The rest of the yellow cottage was spotless, but the crawlspace attic was home to a hundred varieties of spiders and insects; the cellulose insulation—installed two decades earlier—had begun to disintegrate and, because there was an opening to the crawl space from under the eaves—caused by the effects of dry rot—the brisk winds that day pushed the disintegrating insulation about like dust.

The pudgy-faced housekeeper hiding in the crawlspace—she was hunched precariously on the joists; there was no floor, only the old, rotting joists, the decaying insulation between, the Sheetrock kitchen ceiling below—could see nothing except a sliver of yellowish light at the bottom of the small attic-access door. But she could feel a hundred tiny legs tickling her exposed arms and calves, and the cellulose dust blowing about was quickly clogging her nose so she had to breathe through her mouth, which was nearly impossible because her terror was forcing her to breathe very rapidly. As a consequence, she was hyperventilating and becoming dizzy.

She did not think it was possible she was going to die.

She thought it was a certainty.

She began to pray. Silently.

And somewhere behind her terror, she wondered about heaven.

~ * ~

"David?" Christian Grieg mouthed silently. "David? I know you’re up here." No words came out, only the passage of air, a whisper so small even he could not have heard it.

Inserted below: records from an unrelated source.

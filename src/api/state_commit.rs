use tracing::warn;

use crate::error::ChartResult;
use crate::render::Surface;

use super::{LineChart, LineChartConfig, chart_model::ChartModel};

impl<S: Surface> LineChart<S> {
    /// Swaps in a fully recomputed config and model, then runs `redraw`.
    ///
    /// When `redraw` fails the previous config and model are restored and
    /// every element is redrawn from them, so callers never observe a chart
    /// whose data, layout and surface disagree.
    pub(super) fn commit<F>(
        &mut self,
        config: LineChartConfig,
        model: ChartModel,
        redraw: F,
    ) -> ChartResult<()>
    where
        F: FnOnce(&mut Self) -> ChartResult<()>,
    {
        let previous_config = std::mem::replace(&mut self.config, config);
        let previous_model = std::mem::replace(&mut self.model, model);

        let Err(err) = redraw(self) else {
            return Ok(());
        };
        warn!(error = %err, "redraw failed, restoring previous chart state");
        self.config = previous_config;
        self.model = previous_model;
        if let Err(restore_err) = self.redraw_all() {
            warn!(error = %restore_err, "failed to redraw restored chart state");
        }
        Err(err)
    }

    /// Draws every element from the current model: axes, series, dots when
    /// shown, goal and captions.
    pub(super) fn redraw_all(&mut self) -> ChartResult<()> {
        self.draw_axes()?;
        self.draw_series()?;
        if self.config.show_dots {
            self.draw_all_dots()?;
        } else {
            self.clear_dots();
        }
        self.draw_goal()?;
        self.draw_captions()
    }

    /// Redraws what depends on the scales but not on the markers.
    pub(super) fn redraw_data_layers(&mut self) -> ChartResult<()> {
        self.draw_axes()?;
        self.draw_series()?;
        self.draw_goal()
    }
}
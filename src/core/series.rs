use serde::{Deserialize, Serialize};
use tracing::warn;

use crate::core::DataPoint;

/// Ordered, never-empty sample sequence backing one chart.
///
/// Points stay sorted by `x` after every mutation. The sort is stable, so
/// samples sharing an `x` keep their insertion order. Serialized as a plain
/// point list; deserializing goes through [`DataSeries::new`].
#[derive(Debug, Clone, PartialEq, Serialize, Deserialize)]
#[serde(from = "Vec<DataPoint>", into = "Vec<DataPoint>")]
pub struct DataSeries {
    points: Vec<DataPoint>,
}

impl DataSeries {
    /// Builds a series from owned points, substituting the origin when empty.
    #[must_use]
    pub fn new(points: Vec<DataPoint>) -> Self {
        let mut series = Self { points };
        series.ensure_non_empty();
        series.sort();
        series
    }

    /// Interprets `values` as `[x1, y1, x2, y2, ...]`.
    ///
    /// A trailing unpaired value is ignored and pairs with a non-finite
    /// coordinate are dropped.
    #[must_use]
    pub fn from_flat(values: &[f64]) -> Self {
        if values.len() % 2 == 1 {
            warn!(len = values.len(), "ignoring unpaired trailing value");
        }

        let mut points = Vec::with_capacity(values.len() / 2);
        for pair in values.chunks_exact(2) {
            let point = DataPoint::new(pair[0], pair[1]);
            if !point.is_finite() {
                warn!(x = pair[0], y = pair[1], "dropping non-finite sample");
                continue;
            }
            points.push(point);
        }
        Self::new(points)
    }

    #[must_use]
    pub fn points(&self) -> &[DataPoint] {
        &self.points
    }

    #[must_use]
    pub fn len(&self) -> usize {
        self.points.len()
    }

    /// Always `false`; kept for API symmetry with slices.
    #[must_use]
    pub fn is_empty(&self) -> bool {
        self.points.is_empty()
    }

    /// Appends one sample and restores the x ordering.
    pub fn push(&mut self, point: DataPoint) {
        self.points.push(point);
        self.sort();
    }

    /// Slides the window by one sample, keeping the length.
    ///
    /// The evicted sample is the front of the window as it stood before
    /// `point` arrived, so a late sample with the smallest `x` is kept.
    pub fn shift(&mut self, point: DataPoint) -> DataPoint {
        let evicted = self.points.remove(0);
        self.points.push(point);
        self.sort();
        evicted
    }

    fn sort(&mut self) {
        self.points.sort_by(|left, right| left.x.total_cmp(&right.x));
    }

    fn ensure_non_empty(&mut self) {
        if self.points.is_empty() {
            self.points.push(DataPoint::origin());
        }
    }
}

impl Default for DataSeries {
    fn default() -> Self {
        Self::new(Vec::new())
    }
}

impl From<Vec<DataPoint>> for DataSeries {
    fn from(points: Vec<DataPoint>) -> Self {
        Self::new(points)
    }
}

impl From<DataSeries> for Vec<DataPoint> {
    fn from(series: DataSeries) -> Self {
        series.points
    }
}
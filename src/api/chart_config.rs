use serde::{Deserialize, Serialize};

use crate::core::{DEFAULT_MIN_DOMAIN_SPAN, Padding, Viewport};
use crate::error::{ChartError, ChartResult};
use crate::render::Color;

/// Public chart bootstrap configuration.
///
/// Serializable so host applications can persist chart setup as JSON; every
/// field has a default, so partial documents are accepted.
#[derive(Debug, Clone, PartialEq, Serialize, Deserialize)]
pub struct LineChartConfig {
    #[serde(default)]
    pub viewport: Viewport,
    #[serde(default)]
    pub padding: Padding,
    #[serde(default = "default_min_domain_span")]
    pub min_domain_span: f64,

    #[serde(default)]
    pub show_dots: bool,
    #[serde(default = "default_dot_radius")]
    pub dot_radius: f64,
    #[serde(default = "default_dot_color")]
    pub dot_color: Color,
    #[serde(default = "default_dot_stroke")]
    pub dot_stroke: Color,

    #[serde(default = "default_true")]
    pub show_grid_lines: bool,
    #[serde(default = "default_grid_color")]
    pub grid_color: Color,
    #[serde(default = "default_axis_color")]
    pub axis_color: Color,

    #[serde(default = "default_true")]
    pub show_line: bool,
    #[serde(default = "default_line_stroke")]
    pub line_stroke: Color,
    #[serde(default = "default_line_width")]
    pub line_width: f64,

    #[serde(default = "default_true")]
    pub show_shaded_area: bool,
    #[serde(default = "default_fill_color")]
    pub fill_color: Color,

    #[serde(default = "default_font_height")]
    pub font_height: f64,
    #[serde(default = "default_text_padding")]
    pub text_padding: f64,
    #[serde(default = "default_label_color")]
    pub label_color: Color,

    #[serde(default)]
    pub show_goal: bool,
    #[serde(default)]
    pub goal: f64,
    #[serde(default = "default_text_padding")]
    pub goal_text_padding: f64,
    #[serde(default = "default_goal_color")]
    pub goal_color: Color,

    #[serde(default)]
    pub title: String,
    #[serde(default)]
    pub x_label: String,
    #[serde(default)]
    pub y_label: String,
}

impl LineChartConfig {
    /// Creates a config with default styling for `viewport`.
    #[must_use]
    pub fn new(viewport: Viewport) -> Self {
        Self {
            viewport,
            padding: Padding::default(),
            min_domain_span: default_min_domain_span(),
            show_dots: false,
            dot_radius: default_dot_radius(),
            dot_color: default_dot_color(),
            dot_stroke: default_dot_stroke(),
            show_grid_lines: true,
            grid_color: default_grid_color(),
            axis_color: default_axis_color(),
            show_line: true,
            line_stroke: default_line_stroke(),
            line_width: default_line_width(),
            show_shaded_area: true,
            fill_color: default_fill_color(),
            font_height: default_font_height(),
            text_padding: default_text_padding(),
            label_color: default_label_color(),
            show_goal: false,
            goal: 0.0,
            goal_text_padding: default_text_padding(),
            goal_color: default_goal_color(),
            title: String::new(),
            x_label: String::new(),
            y_label: String::new(),
        }
    }

    #[must_use]
    pub fn with_padding(mut self, padding: Padding) -> Self {
        self.padding = padding;
        self
    }

    #[must_use]
    pub fn with_min_domain_span(mut self, min_domain_span: f64) -> Self {
        self.min_domain_span = min_domain_span;
        self
    }

    #[must_use]
    pub fn with_dots(mut self, show_dots: bool, dot_radius: f64) -> Self {
        self.show_dots = show_dots;
        self.dot_radius = dot_radius;
        self
    }

    #[must_use]
    pub fn with_grid_lines(mut self, show_grid_lines: bool) -> Self {
        self.show_grid_lines = show_grid_lines;
        self
    }

    #[must_use]
    pub fn with_line(mut self, show_line: bool, line_width: f64) -> Self {
        self.show_line = show_line;
        self.line_width = line_width;
        self
    }

    #[must_use]
    pub fn with_shaded_area(mut self, show_shaded_area: bool) -> Self {
        self.show_shaded_area = show_shaded_area;
        self
    }

    #[must_use]
    pub fn with_typography(mut self, font_height: f64, text_padding: f64) -> Self {
        self.font_height = font_height;
        self.text_padding = text_padding;
        self
    }

    /// Enables goal display at `goal`.
    #[must_use]
    pub fn with_goal(mut self, goal: f64) -> Self {
        self.show_goal = true;
        self.goal = goal;
        self
    }

    #[must_use]
    pub fn with_title(mut self, title: impl Into<String>) -> Self {
        self.title = title.into();
        self
    }

    #[must_use]
    pub fn with_axis_labels(mut self, x_label: impl Into<String>, y_label: impl Into<String>) -> Self {
        self.x_label = x_label.into();
        self.y_label = y_label.into();
        self
    }

    /// Goal value folded into the y domain, when goal display is on.
    #[must_use]
    pub fn active_goal(&self) -> Option<f64> {
        self.show_goal.then_some(self.goal)
    }

    pub fn validate(&self) -> ChartResult<()> {
        self.viewport.validate()?;
        self.padding.validate()?;
        require_positive("min_domain_span", self.min_domain_span)?;
        require_positive("dot_radius", self.dot_radius)?;
        require_positive("line_width", self.line_width)?;
        require_positive("font_height", self.font_height)?;
        require_non_negative("text_padding", self.text_padding)?;
        require_non_negative("goal_text_padding", self.goal_text_padding)?;
        if !self.goal.is_finite() {
            return Err(ChartError::InvalidData("goal must be finite".to_owned()));
        }
        for color in [
            self.dot_color,
            self.dot_stroke,
            self.grid_color,
            self.axis_color,
            self.line_stroke,
            self.fill_color,
            self.label_color,
            self.goal_color,
        ] {
            color.validate()?;
        }
        Ok(())
    }

    pub fn from_json_str(input: &str) -> ChartResult<Self> {
        let config: Self = serde_json::from_str(input)
            .map_err(|e| ChartError::InvalidData(format!("failed to parse chart config: {e}")))?;
        config.validate()?;
        Ok(config)
    }

    pub fn to_json_pretty(&self) -> ChartResult<String> {
        serde_json::to_string_pretty(self)
            .map_err(|e| ChartError::InvalidData(format!("failed to serialize chart config: {e}")))
    }
}

impl Default for LineChartConfig {
    fn default() -> Self {
        Self::new(Viewport::default())
    }
}

fn require_positive(name: &str, value: f64) -> ChartResult<()> {
    if !value.is_finite() || value <= 0.0 {
        return Err(ChartError::InvalidData(format!(
            "`{name}` must be finite and > 0"
        )));
    }
    Ok(())
}

fn require_non_negative(name: &str, value: f64) -> ChartResult<()> {
    if !value.is_finite() || value < 0.0 {
        return Err(ChartError::InvalidData(format!(
            "`{name}` must be finite and >= 0"
        )));
    }
    Ok(())
}

fn default_true() -> bool {
    true
}

fn default_min_domain_span() -> f64 {
    DEFAULT_MIN_DOMAIN_SPAN
}

fn default_dot_radius() -> f64 {
    3.0
}

fn default_dot_color() -> Color {
    Color::rgb(1.0, 1.0, 1.0)
}

fn default_dot_stroke() -> Color {
    Color::from_rgba8(0x1f, 0x77, 0xb4, 1.0)
}

fn default_grid_color() -> Color {
    Color::rgba(0.0, 0.0, 0.0, 0.1)
}

fn default_axis_color() -> Color {
    Color::rgb(0.2, 0.2, 0.2)
}

fn default_line_stroke() -> Color {
    Color::from_rgba8(0x1f, 0x77, 0xb4, 1.0)
}

fn default_line_width() -> f64 {
    2.0
}

fn default_fill_color() -> Color {
    Color::from_rgba8(0x1f, 0x77, 0xb4, 0.25)
}

fn default_font_height() -> f64 {
    11.0
}

fn default_text_padding() -> f64 {
    4.0
}

fn default_label_color() -> Color {
    Color::rgb(0.3, 0.3, 0.3)
}

fn default_goal_color() -> Color {
    Color::from_rgba8(0xd6, 0x27, 0x28, 1.0)
}
use cairo::{Context, Format, ImageSurface};
use pango::FontDescription;
use std::f64::consts::TAU;
use std::path::Path;

use crate::core::{PathDescription, Vertex};
use crate::error::{ChartError, ChartResult};
use crate::render::{
    Color, ElementHandle, PathStyle, Scene, SceneElement, Surface, TextExtent, TextStyle,
    text_box_origin,
};

#[derive(Debug, Clone, Copy, PartialEq, Eq, Default)]
pub struct CairoPaintStats {
    pub paths_painted: usize,
    pub circles_painted: usize,
    pub texts_painted: usize,
}

/// Cairo + Pango surface backend.
///
/// Elements are retained in a `Scene`; text is measured with a Pango layout
/// when it is drawn. `paint` rasterizes the scene into the owned image
/// surface, `paint_on_context` into an external context (for example a GTK
/// draw callback).
#[derive(Debug)]
pub struct CairoSurface {
    surface: ImageSurface,
    scene: Scene,
    clear_color: Color,
    font_family: String,
    last_stats: CairoPaintStats,
}

impl CairoSurface {
    pub fn new(width: i32, height: i32) -> ChartResult<Self> {
        if width <= 0 || height <= 0 {
            return Err(ChartError::InvalidData(
                "cairo surface size must be > 0".to_owned(),
            ));
        }

        let surface = ImageSurface::create(Format::ARgb32, width, height)
            .map_err(|err| map_backend_error("failed to create cairo surface", err))?;
        Ok(Self {
            surface,
            scene: Scene::new(),
            clear_color: Color::rgb(1.0, 1.0, 1.0),
            font_family: "Sans".to_owned(),
            last_stats: CairoPaintStats::default(),
        })
    }

    #[must_use]
    pub fn backend_name(&self) -> &'static str {
        "cairo+pango+pangocairo"
    }

    #[must_use]
    pub fn image(&self) -> &ImageSurface {
        &self.surface
    }

    #[must_use]
    pub fn scene(&self) -> &Scene {
        &self.scene
    }

    pub fn set_clear_color(&mut self, color: Color) -> ChartResult<()> {
        color.validate()?;
        self.clear_color = color;
        Ok(())
    }

    pub fn set_font_family(&mut self, family: impl Into<String>) {
        self.font_family = family.into();
    }

    #[must_use]
    pub fn last_stats(&self) -> CairoPaintStats {
        self.last_stats
    }

    /// Rasterizes the retained scene into the owned image surface.
    pub fn paint(&mut self) -> ChartResult<()> {
        let context = Context::new(&self.surface)
            .map_err(|err| map_backend_error("failed to create cairo context", err))?;
        self.paint_on_context(&context)
    }

    /// Rasterizes the retained scene into `context`.
    pub fn paint_on_context(&mut self, context: &Context) -> ChartResult<()> {
        apply_color(context, self.clear_color);
        context
            .paint()
            .map_err(|err| map_backend_error("failed to clear surface", err))?;

        let mut stats = CairoPaintStats::default();
        for (_, element) in self.scene.painting_order() {
            match element {
                SceneElement::Path { path, style } => {
                    append_path(context, path);
                    finish_shape(context, style)?;
                    stats.paths_painted += 1;
                }
                SceneElement::Circle {
                    center,
                    radius,
                    style,
                } => {
                    context.new_path();
                    context.arc(center.x, center.y, *radius, 0.0, TAU);
                    context.close_path();
                    finish_shape(context, style)?;
                    stats.circles_painted += 1;
                }
                SceneElement::Text {
                    anchor,
                    text,
                    style,
                    extent,
                } => {
                    let layout = self.layout(context, text, style);
                    let origin = text_box_origin(*anchor, *extent, style);
                    apply_color(context, style.color);
                    context.move_to(origin.x, origin.y);
                    pangocairo::functions::show_layout(context, &layout);
                    stats.texts_painted += 1;
                }
            }
        }

        self.last_stats = stats;
        Ok(())
    }

    /// Writes the last painted image as PNG.
    pub fn write_png(&self, path: impl AsRef<Path>) -> ChartResult<()> {
        let mut file = std::fs::File::create(path.as_ref())
            .map_err(|err| ChartError::Surface(format!("failed to create png file: {err}")))?;
        self.surface
            .write_to_png(&mut file)
            .map_err(|err| ChartError::Surface(format!("failed to encode png: {err}")))
    }

    fn layout(&self, context: &Context, text: &str, style: &TextStyle) -> pango::Layout {
        let layout = pangocairo::functions::create_layout(context);
        let mut font_description =
            FontDescription::from_string(&format!("{} {}", self.font_family, style.font_size_px));
        if style.bold {
            font_description.set_weight(pango::Weight::Bold);
        }
        layout.set_font_description(Some(&font_description));
        layout.set_text(text);
        layout
    }

    fn measure(&self, text: &str, style: &TextStyle) -> ChartResult<TextExtent> {
        let context = Context::new(&self.surface)
            .map_err(|err| map_backend_error("failed to create cairo context", err))?;
        let (width, height) = self.layout(&context, text, style).pixel_size();
        Ok(TextExtent::new(f64::from(width), f64::from(height)))
    }
}

impl Surface for CairoSurface {
    fn draw_path(
        &mut self,
        path: &PathDescription,
        style: &PathStyle,
    ) -> ChartResult<ElementHandle> {
        self.scene.insert(SceneElement::Path {
            path: path.clone(),
            style: *style,
        })
    }

    fn draw_circle(
        &mut self,
        center: Vertex,
        radius: f64,
        style: &PathStyle,
    ) -> ChartResult<ElementHandle> {
        self.scene.insert(SceneElement::Circle {
            center,
            radius,
            style: *style,
        })
    }

    fn draw_text(
        &mut self,
        anchor: Vertex,
        text: &str,
        style: &TextStyle,
    ) -> ChartResult<ElementHandle> {
        let extent = self.measure(text, style)?;
        self.scene.insert(SceneElement::Text {
            anchor,
            text: text.to_owned(),
            style: *style,
            extent,
        })
    }

    fn remove(&mut self, handle: ElementHandle) -> bool {
        self.scene.remove(handle).is_some()
    }

    fn measure_text(&self, handle: ElementHandle) -> Option<TextExtent> {
        self.scene.text_extent(handle)
    }
}

fn apply_color(context: &Context, color: Color) {
    context.set_source_rgba(color.red, color.green, color.blue, color.alpha);
}

fn append_path(context: &Context, path: &PathDescription) {
    context.new_path();
    let mut vertices = path.vertices.iter();
    if let Some(first) = vertices.next() {
        context.move_to(first.x, first.y);
        if path.len() == 1 {
            // Zero-length segment so round caps still mark a lone sample.
            context.line_to(first.x, first.y);
        }
    }
    for vertex in vertices {
        context.line_to(vertex.x, vertex.y);
    }
    if path.closed {
        context.close_path();
    }
}

fn finish_shape(context: &Context, style: &PathStyle) -> ChartResult<()> {
    if let Some(fill) = style.fill {
        apply_color(context, fill);
        context
            .fill_preserve()
            .map_err(|err| map_backend_error("failed to fill shape", err))?;
    }
    if let Some(stroke) = style.stroke {
        apply_color(context, stroke);
        context.set_line_width(style.stroke_width);
        context.set_line_cap(cairo::LineCap::Round);
        context
            .stroke_preserve()
            .map_err(|err| map_backend_error("failed to stroke shape", err))?;
    }
    context.new_path();
    Ok(())
}

fn map_backend_error(prefix: &str, err: cairo::Error) -> ChartError {
    ChartError::Surface(format!("{prefix}: {err}"))
}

The small room stank of cleaning fluids. This displeased him. David was trying to clean him out of his life. That wasn’t friendly. They had known each other a good long time—Who knew how long?—and now David wanted to clean him out of his life, as if he—Christian—were nothing more than a spot of dirt, a mote of dust, a stain.

"David?" he mouthed. "David?" He looked about. A full-sized bed, beige comforter, newly fluffed pillows. A nightstand—oak. A wastebasket. Track lighting above. "David, I saw you come up here." No words. Only air. He moved quietly across the room, to the front of the bed. He looked right. A window. It opened onto the lake. There were whitecaps. They were silent. The room was silent. "David?" Air moving. "David?" He looked left. The door. The stairs. A chest of drawers. Cherry. A mirror.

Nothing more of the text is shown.